Extracted material
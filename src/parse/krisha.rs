//! Krisha-style HTML extraction
//!
//! Selector names follow the source's markup: the search subtitle carries
//! the ad count, ad cards sit in `section.a-search-list` tagged with
//! `data-id`, and the price-analysis document marks the below-market
//! percentage with `span.green-price`.

use crate::parse::{ListingFields, PageParser, ParseError, ParseResult, SearchMeta};
use scraper::{ElementRef, Html, Selector};

/// Page parser for krisha-style listing markup
pub struct KrishaParser {
    home_url: String,
}

impl KrishaParser {
    /// Creates a parser that resolves relative hrefs against `home_url`
    /// (scheme + host, no trailing slash)
    pub fn new(home_url: &str) -> Self {
        Self {
            home_url: home_url.trim_end_matches('/').to_string(),
        }
    }

    fn absolute(&self, href: &str) -> String {
        if href.starts_with("http://") || href.starts_with("https://") {
            href.to_string()
        } else {
            format!("{}{}", self.home_url, href)
        }
    }
}

/// Finds the first element matching a static CSS selector
fn select_first<'a>(doc: &'a Html, css: &str) -> Option<ElementRef<'a>> {
    let selector = Selector::parse(css).ok()?;
    doc.select(&selector).next()
}

/// Collects the text content of an element, whitespace-trimmed
fn element_text(element: ElementRef<'_>) -> String {
    element.text().collect::<String>().trim().to_string()
}

/// Keeps only the ASCII digits of a string
fn digits(text: &str) -> String {
    text.chars().filter(|c| c.is_ascii_digit()).collect()
}

/// Extracts the room count from a detail page title
/// ("3-комнатная квартира, 78 м², ...")
fn rooms_from_title(title: &str) -> Option<u32> {
    let head = title.split("-комн").next()?;
    let tail: String = head
        .chars()
        .rev()
        .take_while(|c| c.is_ascii_digit())
        .collect();
    tail.chars().rev().collect::<String>().parse().ok()
}

/// Extracts the floor area from a detail page title (the number before "м²")
fn area_from_title(title: &str) -> Option<u32> {
    let head = title.split("м²").next()?;
    let number: String = head
        .trim_end()
        .chars()
        .rev()
        .take_while(|c| c.is_ascii_digit() || *c == '.' || *c == ',')
        .collect();
    let number: String = number.chars().rev().collect::<String>().replace(',', ".");
    number.parse::<f64>().ok().map(|a| a as u32)
}

impl PageParser for KrishaParser {
    fn search_meta(&self, doc: &str, ads_per_page: u32) -> ParseResult<SearchMeta> {
        let doc = Html::parse_document(doc);
        let subtitle = select_first(&doc, "div.a-search-subtitle")
            .ok_or_else(|| ParseError::ElementNotFound("a-search-subtitle".to_string()))?;

        // "Найдено 1 945 объявлений" - digits only, thousands separators
        // included. No digits at all reads as an empty result set.
        let ad_count = digits(&element_text(subtitle)).parse().unwrap_or(0);
        Ok(SearchMeta::new(ad_count, ads_per_page))
    }

    fn listing_urls(&self, doc: &str) -> ParseResult<Vec<String>> {
        let doc = Html::parse_document(doc);
        let section = select_first(&doc, "section.a-search-list")
            .ok_or_else(|| ParseError::ElementNotFound("a-search-list".to_string()))?;

        let card_selector = Selector::parse("div[data-id]")
            .map_err(|_| ParseError::ElementNotFound("data-id".to_string()))?;
        let title_selector = Selector::parse("a.a-card__title")
            .map_err(|_| ParseError::ElementNotFound("a-card__title".to_string()))?;

        let mut urls = Vec::new();
        for card in section.select(&card_selector) {
            let anchor = card
                .select(&title_selector)
                .next()
                .ok_or_else(|| ParseError::ElementNotFound("a-card__title".to_string()))?;
            let href = anchor
                .value()
                .attr("href")
                .ok_or_else(|| ParseError::ElementNotFound("href".to_string()))?;
            urls.push(self.absolute(href));
        }

        if urls.is_empty() {
            return Err(ParseError::ElementNotFound("data-id".to_string()));
        }
        Ok(urls)
    }

    fn listing_fields(&self, doc: &str) -> ParseResult<ListingFields> {
        let doc = Html::parse_document(doc);
        let title_el = select_first(&doc, "div.offer__advert-title h1")
            .ok_or_else(|| ParseError::ElementNotFound("offer__advert-title".to_string()))?;
        let title = element_text(title_el);

        let address = select_first(&doc, "div.offer__location")
            .map(element_text)
            .filter(|s| !s.is_empty());
        // The location line leads with the city ("Алматы, Бостандыкский р-н, ...")
        let city = address
            .as_deref()
            .and_then(|a| a.split(',').next())
            .map(|c| c.trim().to_string());

        let map = select_first(&doc, "div#offer-map");
        let lat = map
            .and_then(|m| m.value().attr("data-lat"))
            .and_then(|v| v.parse().ok());
        let lon = map
            .and_then(|m| m.value().attr("data-lon"))
            .and_then(|v| v.parse().ok());

        let description = select_first(&doc, "div.offer__description div.text")
            .map(element_text)
            .filter(|s| !s.is_empty());

        let photo = select_first(&doc, "div.gallery__main img")
            .and_then(|img| img.value().attr("src"))
            .map(|s| s.to_string());

        Ok(ListingFields {
            rooms: rooms_from_title(&title),
            area: area_from_title(&title),
            city,
            lat,
            lon,
            description,
            photo,
            address,
            title,
        })
    }

    fn listing_price(&self, doc: &str) -> Option<i64> {
        let doc = Html::parse_document(doc);
        let price = select_first(&doc, "div.offer__price")?;
        let price = digits(&element_text(price));
        if price.is_empty() {
            return None;
        }
        price.parse().ok()
    }

    fn market_percent(&self, doc: &str) -> f64 {
        let doc = Html::parse_document(doc);
        let Some(block) = select_first(&doc, "div.text") else {
            return 0.0;
        };
        let Ok(selector) = Selector::parse("span.green-price") else {
            return 0.0;
        };
        let Some(tag) = block.select(&selector).next() else {
            return 0.0;
        };

        // "на 12.5% ниже" - take the token carrying the percent sign
        let text = element_text(tag);
        let Some(token) = text.split_whitespace().find(|t| t.contains('%')) else {
            return 0.0;
        };
        let number: String = token
            .chars()
            .filter(|c| c.is_ascii_digit() || *c == '.')
            .collect();
        number.parse().unwrap_or(0.0)
    }

    fn next_page_url(&self, doc: &str) -> ParseResult<String> {
        let doc = Html::parse_document(doc);
        let next = select_first(&doc, "a.paginator__btn--next")
            .ok_or_else(|| ParseError::ElementNotFound("paginator__btn--next".to_string()))?;
        let href = next
            .value()
            .attr("href")
            .ok_or_else(|| ParseError::ElementNotFound("href".to_string()))?;
        Ok(self.absolute(href))
    }
}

Exercise directions
Find each line above that contains "Option", and copy those lines.

Written solution
fn select_first<'a>(doc: &'a Html, css: &str) -> Option<ElementRef<'a>> {
fn rooms_from_title(title: &str) -> Option<u32> {
fn area_from_title(title: &str) -> Option<u32> {
    fn listing_price(&self, doc: &str) -> Option<i64> {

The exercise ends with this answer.